Ukraine : repenser la dissuasion

OPINION. Quelle que soit l'analyse des événements qui ensanglantent l'Ukraine, qu'il s'agisse de leur genèse ou de leur dénouement, ils révèlent une situation qui comporte des apparences dissimulatrices d'une réalité. Par André Yché, Président du conseil de surveillance chez CDC Habitat.
(Crédits : DR)

Les apparences consistent d'abord dans la réaffirmation du rôle central de l'OTAN pour la sécurité européenne, mais aussi dans la solidarité des États occidentaux et dans la volonté nouvelle de construire une défense européenne.

L'état des lieux

La réalité tient à la divergence croissante des intérêts et des priorités de part et d'autre de l'Atlantique, les États-Unis sanctuarisés vis-à-vis du risque nucléaire (celui d'un nouveau « Pearl Harbour », provoqué jadis par l'étranglement économique du Japon) et promouvant des sanctions économiques qui ne les affectent guère et même, s'agissant des cours de l'énergie et des produits alimentaires, qui peuvent les avantager ; l'Europe occidentale risquant, a contrario, de se trouver étranglée.

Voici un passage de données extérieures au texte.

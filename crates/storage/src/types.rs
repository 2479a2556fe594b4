//! Identifier and value types shared by the store and the signup workflow.

use std::fmt;

use base64::{Engine, engine::general_purpose::URL_SAFE_NO_PAD};
use rand::Rng;
use serde::{Deserialize, Serialize};
use thiserror::Error;
use zeroize::Zeroizing;

/// Number of digits in a verification code.
pub const OTP_LENGTH: usize = 6;

/// Exclusive upper bound of the numeric code space (`10^OTP_LENGTH`).
pub const OTP_SPACE: u32 = 1_000_000;

/// Random bytes backing a [`TemporaryId`].
const TEMPORARY_ID_BYTES: usize = 16;

/// Maximum length of a contact address (RFC 5321 path limit).
const MAX_CONTACT_ADDRESS_LEN: usize = 254;

/// Opaque token identifying an unconfirmed registration.
///
/// Generated from 128 random bits, encoded as base64url without padding.
/// Callers treat it as an opaque string.
///
/// # Examples
///
/// ```
/// use easyprep_storage::TemporaryId;
///
/// let a = TemporaryId::generate();
/// let b = TemporaryId::generate();
/// assert_ne!(a, b);
/// assert_eq!(a.as_str().len(), 22);
/// ```
#[derive(Clone, Debug, PartialEq, Eq, Hash, PartialOrd, Ord, Serialize, Deserialize)]
#[serde(transparent)]
pub struct TemporaryId(String);

impl TemporaryId {
    /// Generates a fresh identifier from the thread-local CSPRNG.
    #[must_use]
    pub fn generate() -> Self {
        let mut bytes = [0u8; TEMPORARY_ID_BYTES];
        rand::rng().fill(&mut bytes);
        Self(URL_SAFE_NO_PAD.encode(bytes))
    }

    /// Returns the identifier as a string slice.
    #[must_use]
    pub fn as_str(&self) -> &str {
        &self.0
    }
}

impl From<String> for TemporaryId {
    fn from(value: String) -> Self {
        Self(value)
    }
}

impl From<&str> for TemporaryId {
    fn from(value: &str) -> Self {
        Self(value.to_owned())
    }
}

impl fmt::Display for TemporaryId {
    fn fmt(&self, f: &mut fmt::Formatter<'_>) -> fmt::Result {
        f.write_str(&self.0)
    }
}

/// Durable account identifier assigned by the account materializer.
///
/// # Examples
///
/// ```
/// use easyprep_storage::AccountId;
///
/// let id = AccountId::from(42);
/// assert_eq!(i64::from(id), 42);
/// assert_eq!(id.to_string(), "42");
/// ```
#[derive(
    Copy, Clone, Debug, PartialEq, Eq, Hash, PartialOrd, Ord, Serialize, Deserialize,
)]
#[serde(transparent)]
pub struct AccountId(pub i64);

impl From<i64> for AccountId {
    fn from(value: i64) -> Self {
        Self(value)
    }
}

impl From<AccountId> for i64 {
    fn from(id: AccountId) -> Self {
        id.0
    }
}

impl fmt::Display for AccountId {
    fn fmt(&self, f: &mut fmt::Formatter<'_>) -> fmt::Result {
        write!(f, "{}", self.0)
    }
}

/// Reasons a raw contact address is rejected.
#[derive(Debug, Clone, PartialEq, Eq, Error)]
#[non_exhaustive]
pub enum ContactAddressError {
    /// Nothing left after trimming.
    #[error("Contact address cannot be blank")]
    Blank,

    /// Longer than the transport allows.
    #[error("Contact address exceeds {MAX_CONTACT_ADDRESS_LEN} characters")]
    TooLong,

    /// Not of the form `local@domain.tld`.
    #[error("Contact address is malformed: {0}")]
    Malformed(String),
}

/// Normalized destination for verification codes (an email address).
///
/// Normalization trims surrounding whitespace and lower-cases the address,
/// so `" A@X.com "` and `"a@x.com"` are the same contact.
///
/// # Examples
///
/// ```
/// use easyprep_storage::ContactAddress;
///
/// let addr = ContactAddress::parse("  Student@College.EDU ").unwrap();
/// assert_eq!(addr.as_str(), "student@college.edu");
/// assert!(ContactAddress::parse("no-at-sign").is_err());
/// ```
#[derive(Clone, Debug, PartialEq, Eq, Hash, PartialOrd, Ord, Serialize, Deserialize)]
#[serde(try_from = "String", into = "String")]
pub struct ContactAddress(String);

impl ContactAddress {
    /// Normalizes and validates a raw address.
    ///
    /// # Errors
    ///
    /// Returns [`ContactAddressError`] if the address is blank, too long, or
    /// not shaped like `local@domain.tld`.
    pub fn parse(raw: &str) -> Result<Self, ContactAddressError> {
        let normalized = raw.trim().to_lowercase();
        if normalized.is_empty() {
            return Err(ContactAddressError::Blank);
        }
        if normalized.len() > MAX_CONTACT_ADDRESS_LEN {
            return Err(ContactAddressError::TooLong);
        }
        if normalized.chars().any(char::is_whitespace) {
            return Err(ContactAddressError::Malformed(normalized));
        }

        let Some((local, domain)) = normalized.split_once('@') else {
            return Err(ContactAddressError::Malformed(normalized.clone()));
        };
        let domain_ok = domain.contains('.')
            && !domain.contains('@')
            && !domain.starts_with('.')
            && !domain.ends_with('.');
        if local.is_empty() || !domain_ok {
            return Err(ContactAddressError::Malformed(normalized.clone()));
        }

        Ok(Self(normalized))
    }

    /// Returns the normalized address.
    #[must_use]
    pub fn as_str(&self) -> &str {
        &self.0
    }
}

impl TryFrom<String> for ContactAddress {
    type Error = ContactAddressError;

    fn try_from(value: String) -> Result<Self, Self::Error> {
        Self::parse(&value)
    }
}

impl From<ContactAddress> for String {
    fn from(value: ContactAddress) -> Self {
        value.0
    }
}

impl fmt::Display for ContactAddress {
    fn fmt(&self, f: &mut fmt::Formatter<'_>) -> fmt::Result {
        f.write_str(&self.0)
    }
}

/// A verification code: exactly [`OTP_LENGTH`] ASCII digits.
///
/// The digits are zeroed on drop and never printed by `Debug`.
///
/// # Examples
///
/// ```
/// use easyprep_storage::OtpCode;
///
/// let code = OtpCode::from_number(42);
/// assert_eq!(code.as_str(), "000042");
/// assert!(code.matches(" 000042\n"));
/// assert!(!code.matches("42"));
/// assert_eq!(format!("{code:?}"), "OtpCode(******)");
/// ```
#[derive(Clone, PartialEq, Eq, Serialize, Deserialize)]
#[serde(transparent)]
pub struct OtpCode(Zeroizing<String>);

impl OtpCode {
    /// Builds a code from a number, reducing it into the code space and
    /// left-padding with zeros.
    #[must_use]
    pub fn from_number(value: u32) -> Self {
        Self(Zeroizing::new(format!("{:0width$}", value % OTP_SPACE, width = OTP_LENGTH)))
    }

    /// Parses an exact code after trimming surrounding whitespace.
    ///
    /// Returns `None` unless the trimmed input is exactly [`OTP_LENGTH`]
    /// ASCII digits.
    #[must_use]
    pub fn parse(raw: &str) -> Option<Self> {
        let trimmed = raw.trim();
        if trimmed.len() == OTP_LENGTH && trimmed.bytes().all(|b| b.is_ascii_digit()) {
            Some(Self(Zeroizing::new(trimmed.to_owned())))
        } else {
            None
        }
    }

    /// Returns the digits.
    #[must_use]
    pub fn as_str(&self) -> &str {
        &self.0
    }

    /// The next code in the code space, wrapping `999999` to `000000`.
    #[must_use]
    pub fn successor(&self) -> Self {
        Self::from_number(self.0.parse::<u32>().map_or(0, |n| n.wrapping_add(1)))
    }

    /// Exact comparison against a submitted code, trimming whitespace on
    /// both sides.
    #[must_use]
    pub fn matches(&self, submitted: &str) -> bool {
        self.0.trim() == submitted.trim()
    }
}

impl fmt::Debug for OtpCode {
    fn fmt(&self, f: &mut fmt::Formatter<'_>) -> fmt::Result {
        f.write_str("OtpCode(******)")
    }
}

S'agissant de la défense européenne, ni l'Allemagne, ni la plupart des autres membres de l'Union n'envisagent la recherche d'une véritable autonomie, l'essentiel de leurs commandes militaires alimentant l'industrie américaine ; or, un « pilier européen » sans industrie de défense rappelle ce que Colbert disait d'une marine militaire privée des autres ingrédients de la puissance maritime :

« Un objet de luxe destiné, tôt ou tard, à disparaître ».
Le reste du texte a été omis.